CodePudding user response：

Think it is still a bit abstract but you could get your goal while iterating over all children and break if tag with class appendix appears:

for c in soup.select_one('#mw-content-text > div').find_all(recursive=False):
    if c.get('class') and 'appendix' in c.get('class'):
        break
    print(c.get_text(strip=True))

Example

import requests
from bs4 import BeautifulSoup    

website = "https://nl.wikipedia.org/wiki/Kat_(dier)"
request = requests.get(website)
soup = BeautifulSoup(request.text)

for c in soup.select_one('#mw-content-text > div').find_all(recursive=False):
    if c.get('class') and 'appendix' in c.get('class'):
        break
    print(c.get_text(strip=True))

CodePudding user response：

There is likely a more efficient solution but here is a list comprehension that solves your issue:

# the rest of your code
references = [line for line in text_content.split('\n') if line.startswith("↑")]
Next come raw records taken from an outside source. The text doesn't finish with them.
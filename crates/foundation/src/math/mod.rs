pub mod flat;
pub mod precision;

pub use flat::*;
pub use precision::*;
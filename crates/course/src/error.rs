/// Local, recoverable track-level failures.
///
/// Nothing here is fatal to the process: a track that fails to ingest is
/// skipped, an operation that cannot run is a no-op reported to the caller.
#[derive(Debug, Clone, PartialEq, Eq)]
pub enum TrackError {
    /// Ingestion produced no usable samples (all records rejected or empty).
    NoUsableSamples,
    /// The operation needs at least two samples.
    InsufficientSamples,
    /// `densify` was already applied to this track.
    AlreadyDensified,
    /// The decoded-record payload could not be deserialized.
    Decode(String),
}

impl std::fmt::Display for TrackError {
    fn fmt(&self, f: &mut std::fmt::Formatter<'_>) -> std::fmt::Result {
        match self {
            TrackError::NoUsableSamples => write!(f, "no usable samples in track"),
            TrackError::InsufficientSamples => write!(f, "track needs at least two samples"),
            TrackError::AlreadyDensified => write!(f, "track is already densified"),
            TrackError::Decode(msg) => write!(f, "track records malformed: {msg}"),
        }
    }
}

impl std::error::Error for TrackError {}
Heres an alternative version that might be easier to understand:

# the rest of your code

# Turn text_content into a list of lines
text_content = text_content.split('\n')

references = []

# Iterate through each line and only save the values that start 
# with the symbol used for each reference, on wikipedia: "↑" 
# ( or "^" for english wikipedia pages )

for line in text_content:
    if line.startswith("↑"):
        references.append(line)

Both scripts will do the same thing.